## What you will do
Across the records, find how many lines include the string "SymphoniaError" and answer with only the figure.

Saved data entries:
++++++

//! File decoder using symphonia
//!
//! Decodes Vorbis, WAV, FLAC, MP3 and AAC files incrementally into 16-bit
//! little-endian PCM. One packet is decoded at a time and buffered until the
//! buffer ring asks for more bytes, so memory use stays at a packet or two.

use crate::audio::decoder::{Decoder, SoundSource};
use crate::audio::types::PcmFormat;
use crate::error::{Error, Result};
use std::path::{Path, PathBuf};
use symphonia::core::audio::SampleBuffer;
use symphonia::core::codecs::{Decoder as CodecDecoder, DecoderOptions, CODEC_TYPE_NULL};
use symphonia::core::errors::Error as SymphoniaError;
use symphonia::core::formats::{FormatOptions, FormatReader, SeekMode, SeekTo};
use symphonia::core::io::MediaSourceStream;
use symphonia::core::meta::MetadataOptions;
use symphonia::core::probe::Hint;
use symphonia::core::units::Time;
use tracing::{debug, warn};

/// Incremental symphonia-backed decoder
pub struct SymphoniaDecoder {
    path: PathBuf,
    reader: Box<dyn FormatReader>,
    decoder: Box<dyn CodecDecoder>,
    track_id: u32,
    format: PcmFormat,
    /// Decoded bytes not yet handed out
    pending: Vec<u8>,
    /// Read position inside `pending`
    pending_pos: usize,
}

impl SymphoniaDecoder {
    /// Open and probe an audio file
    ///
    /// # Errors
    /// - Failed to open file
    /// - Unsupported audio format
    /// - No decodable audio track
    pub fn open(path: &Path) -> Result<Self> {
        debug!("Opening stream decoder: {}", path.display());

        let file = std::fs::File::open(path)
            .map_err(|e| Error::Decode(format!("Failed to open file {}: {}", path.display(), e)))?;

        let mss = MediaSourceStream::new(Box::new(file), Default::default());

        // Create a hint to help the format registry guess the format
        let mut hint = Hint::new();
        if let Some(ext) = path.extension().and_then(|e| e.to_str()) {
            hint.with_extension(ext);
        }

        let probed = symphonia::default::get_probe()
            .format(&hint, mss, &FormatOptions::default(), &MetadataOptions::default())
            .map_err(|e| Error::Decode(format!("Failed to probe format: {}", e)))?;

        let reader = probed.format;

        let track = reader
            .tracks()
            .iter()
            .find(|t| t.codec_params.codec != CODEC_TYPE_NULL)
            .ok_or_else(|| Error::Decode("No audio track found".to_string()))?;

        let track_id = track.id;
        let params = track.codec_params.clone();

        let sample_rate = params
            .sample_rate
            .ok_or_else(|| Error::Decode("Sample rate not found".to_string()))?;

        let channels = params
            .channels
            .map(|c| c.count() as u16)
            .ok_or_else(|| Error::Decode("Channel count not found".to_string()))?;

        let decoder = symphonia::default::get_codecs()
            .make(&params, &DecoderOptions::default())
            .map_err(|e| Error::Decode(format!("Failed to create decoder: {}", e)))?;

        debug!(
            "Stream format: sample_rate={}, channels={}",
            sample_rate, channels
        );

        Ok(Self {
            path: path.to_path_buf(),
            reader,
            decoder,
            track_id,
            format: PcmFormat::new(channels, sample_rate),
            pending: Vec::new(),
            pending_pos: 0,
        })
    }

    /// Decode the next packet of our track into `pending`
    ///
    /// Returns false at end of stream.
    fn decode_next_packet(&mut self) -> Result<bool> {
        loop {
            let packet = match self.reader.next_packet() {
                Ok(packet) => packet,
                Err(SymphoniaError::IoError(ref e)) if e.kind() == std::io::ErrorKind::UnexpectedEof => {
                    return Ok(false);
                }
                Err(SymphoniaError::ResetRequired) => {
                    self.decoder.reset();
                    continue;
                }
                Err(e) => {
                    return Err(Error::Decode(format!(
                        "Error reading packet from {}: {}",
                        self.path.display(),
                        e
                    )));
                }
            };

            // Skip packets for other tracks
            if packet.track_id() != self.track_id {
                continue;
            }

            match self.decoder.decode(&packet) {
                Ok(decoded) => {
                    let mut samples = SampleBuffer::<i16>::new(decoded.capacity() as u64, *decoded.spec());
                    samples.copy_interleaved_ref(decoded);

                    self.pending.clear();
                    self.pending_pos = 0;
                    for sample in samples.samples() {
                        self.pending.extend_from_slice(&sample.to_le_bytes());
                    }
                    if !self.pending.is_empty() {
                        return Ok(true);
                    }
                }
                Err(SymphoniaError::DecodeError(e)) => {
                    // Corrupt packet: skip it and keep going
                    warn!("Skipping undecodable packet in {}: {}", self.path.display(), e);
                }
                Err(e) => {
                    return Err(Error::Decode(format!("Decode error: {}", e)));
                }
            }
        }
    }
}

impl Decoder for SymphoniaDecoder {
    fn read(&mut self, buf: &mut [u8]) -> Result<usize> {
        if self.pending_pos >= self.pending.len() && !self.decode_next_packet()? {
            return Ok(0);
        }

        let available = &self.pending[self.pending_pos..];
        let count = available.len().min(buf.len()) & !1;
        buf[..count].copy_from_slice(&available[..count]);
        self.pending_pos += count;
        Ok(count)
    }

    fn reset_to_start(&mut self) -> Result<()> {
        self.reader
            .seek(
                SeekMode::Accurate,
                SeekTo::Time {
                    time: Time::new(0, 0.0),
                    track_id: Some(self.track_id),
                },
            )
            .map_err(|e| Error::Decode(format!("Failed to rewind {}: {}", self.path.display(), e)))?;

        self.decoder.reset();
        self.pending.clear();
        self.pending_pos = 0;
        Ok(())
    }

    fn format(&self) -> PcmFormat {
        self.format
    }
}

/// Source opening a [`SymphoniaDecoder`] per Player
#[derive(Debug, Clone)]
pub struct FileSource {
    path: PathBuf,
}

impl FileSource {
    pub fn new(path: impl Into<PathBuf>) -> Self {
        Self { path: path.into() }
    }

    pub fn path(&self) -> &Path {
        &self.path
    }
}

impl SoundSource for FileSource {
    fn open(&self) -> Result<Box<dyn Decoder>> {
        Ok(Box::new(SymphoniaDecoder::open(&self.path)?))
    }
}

++++++

## Answer space
4